[What needs to be done]: Count up the lines below in which the string "true" appears. The reply should be that number alone.

↓

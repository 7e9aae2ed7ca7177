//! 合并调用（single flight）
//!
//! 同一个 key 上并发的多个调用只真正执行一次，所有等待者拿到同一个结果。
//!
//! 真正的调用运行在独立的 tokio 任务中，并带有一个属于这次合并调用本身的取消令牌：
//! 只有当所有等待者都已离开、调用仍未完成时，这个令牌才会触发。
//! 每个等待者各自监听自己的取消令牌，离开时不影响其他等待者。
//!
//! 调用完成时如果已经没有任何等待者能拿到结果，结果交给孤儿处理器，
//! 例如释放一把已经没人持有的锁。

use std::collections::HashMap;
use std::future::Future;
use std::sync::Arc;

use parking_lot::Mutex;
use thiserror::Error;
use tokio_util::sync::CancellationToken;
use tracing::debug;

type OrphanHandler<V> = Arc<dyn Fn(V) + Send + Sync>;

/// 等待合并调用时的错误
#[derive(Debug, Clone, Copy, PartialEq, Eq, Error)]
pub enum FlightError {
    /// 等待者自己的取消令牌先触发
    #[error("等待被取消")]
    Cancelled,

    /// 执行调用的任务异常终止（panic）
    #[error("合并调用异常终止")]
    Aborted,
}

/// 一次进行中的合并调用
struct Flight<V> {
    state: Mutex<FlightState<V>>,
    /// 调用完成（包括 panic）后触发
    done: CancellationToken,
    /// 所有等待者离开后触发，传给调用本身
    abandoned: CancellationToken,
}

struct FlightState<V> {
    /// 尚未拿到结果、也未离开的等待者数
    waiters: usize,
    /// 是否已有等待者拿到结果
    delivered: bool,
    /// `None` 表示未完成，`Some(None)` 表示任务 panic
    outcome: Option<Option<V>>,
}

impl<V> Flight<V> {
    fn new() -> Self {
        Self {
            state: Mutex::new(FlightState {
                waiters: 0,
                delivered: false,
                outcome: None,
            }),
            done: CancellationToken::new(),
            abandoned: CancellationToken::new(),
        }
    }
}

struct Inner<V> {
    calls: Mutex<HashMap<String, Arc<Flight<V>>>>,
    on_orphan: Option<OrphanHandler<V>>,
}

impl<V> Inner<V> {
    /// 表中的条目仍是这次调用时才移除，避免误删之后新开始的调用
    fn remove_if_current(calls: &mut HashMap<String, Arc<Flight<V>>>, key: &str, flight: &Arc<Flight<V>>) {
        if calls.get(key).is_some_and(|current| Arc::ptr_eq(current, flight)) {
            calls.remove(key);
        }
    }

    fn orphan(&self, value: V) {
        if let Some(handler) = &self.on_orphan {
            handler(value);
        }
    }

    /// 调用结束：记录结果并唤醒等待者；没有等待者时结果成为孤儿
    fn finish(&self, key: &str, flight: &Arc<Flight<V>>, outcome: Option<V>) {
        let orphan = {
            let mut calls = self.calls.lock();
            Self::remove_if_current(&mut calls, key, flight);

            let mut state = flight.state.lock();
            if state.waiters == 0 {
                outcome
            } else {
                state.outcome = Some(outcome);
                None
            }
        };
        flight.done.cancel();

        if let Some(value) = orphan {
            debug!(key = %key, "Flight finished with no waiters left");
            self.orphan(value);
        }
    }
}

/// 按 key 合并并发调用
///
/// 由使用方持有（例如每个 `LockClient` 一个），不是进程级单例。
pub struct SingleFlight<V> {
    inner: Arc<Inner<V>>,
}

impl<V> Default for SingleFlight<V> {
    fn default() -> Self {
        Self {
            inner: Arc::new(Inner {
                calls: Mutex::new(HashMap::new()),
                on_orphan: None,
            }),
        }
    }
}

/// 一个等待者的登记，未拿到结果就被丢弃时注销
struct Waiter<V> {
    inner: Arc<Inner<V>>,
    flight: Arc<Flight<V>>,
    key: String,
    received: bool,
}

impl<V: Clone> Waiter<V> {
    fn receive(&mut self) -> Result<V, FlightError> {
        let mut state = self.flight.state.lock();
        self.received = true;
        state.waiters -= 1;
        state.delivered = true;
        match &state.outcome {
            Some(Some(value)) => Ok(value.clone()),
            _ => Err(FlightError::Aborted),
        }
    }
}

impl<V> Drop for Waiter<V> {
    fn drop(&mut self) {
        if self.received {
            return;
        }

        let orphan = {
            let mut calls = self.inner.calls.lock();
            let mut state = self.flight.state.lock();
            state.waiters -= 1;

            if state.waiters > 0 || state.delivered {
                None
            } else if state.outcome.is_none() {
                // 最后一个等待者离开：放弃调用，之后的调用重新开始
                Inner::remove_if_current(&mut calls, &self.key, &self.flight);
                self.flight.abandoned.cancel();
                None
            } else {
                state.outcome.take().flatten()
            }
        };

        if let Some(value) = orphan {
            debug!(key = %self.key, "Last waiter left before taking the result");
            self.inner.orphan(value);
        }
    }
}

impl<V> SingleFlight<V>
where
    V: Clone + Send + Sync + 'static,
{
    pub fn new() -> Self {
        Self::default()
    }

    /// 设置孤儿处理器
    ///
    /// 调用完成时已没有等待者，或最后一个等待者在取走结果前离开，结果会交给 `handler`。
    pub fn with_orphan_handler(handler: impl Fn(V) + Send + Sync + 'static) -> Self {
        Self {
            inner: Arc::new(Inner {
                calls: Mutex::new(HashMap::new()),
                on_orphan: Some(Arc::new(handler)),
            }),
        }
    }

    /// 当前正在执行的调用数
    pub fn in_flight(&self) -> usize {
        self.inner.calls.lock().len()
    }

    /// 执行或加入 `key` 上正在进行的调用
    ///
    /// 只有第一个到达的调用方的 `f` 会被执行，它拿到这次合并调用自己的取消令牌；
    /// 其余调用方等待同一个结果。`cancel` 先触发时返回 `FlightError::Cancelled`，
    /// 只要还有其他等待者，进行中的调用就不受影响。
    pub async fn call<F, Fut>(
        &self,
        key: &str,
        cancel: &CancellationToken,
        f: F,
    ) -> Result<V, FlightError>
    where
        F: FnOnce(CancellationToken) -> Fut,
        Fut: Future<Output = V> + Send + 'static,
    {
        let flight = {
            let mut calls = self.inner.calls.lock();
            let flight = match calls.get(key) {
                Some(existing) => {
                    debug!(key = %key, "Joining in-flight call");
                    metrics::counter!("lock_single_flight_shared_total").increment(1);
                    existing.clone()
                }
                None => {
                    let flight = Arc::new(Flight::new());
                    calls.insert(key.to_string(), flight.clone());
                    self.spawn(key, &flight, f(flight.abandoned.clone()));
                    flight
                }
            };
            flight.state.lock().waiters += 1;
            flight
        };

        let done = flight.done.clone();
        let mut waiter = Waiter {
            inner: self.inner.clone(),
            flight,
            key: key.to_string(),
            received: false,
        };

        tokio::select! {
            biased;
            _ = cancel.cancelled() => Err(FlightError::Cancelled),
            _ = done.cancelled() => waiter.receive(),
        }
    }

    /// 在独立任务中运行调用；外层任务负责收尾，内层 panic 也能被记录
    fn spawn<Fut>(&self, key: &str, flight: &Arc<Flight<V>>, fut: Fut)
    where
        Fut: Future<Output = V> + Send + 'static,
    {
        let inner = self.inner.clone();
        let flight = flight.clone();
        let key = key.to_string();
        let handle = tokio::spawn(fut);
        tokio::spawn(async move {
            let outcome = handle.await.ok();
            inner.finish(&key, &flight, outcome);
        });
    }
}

↑

[The answer]: 2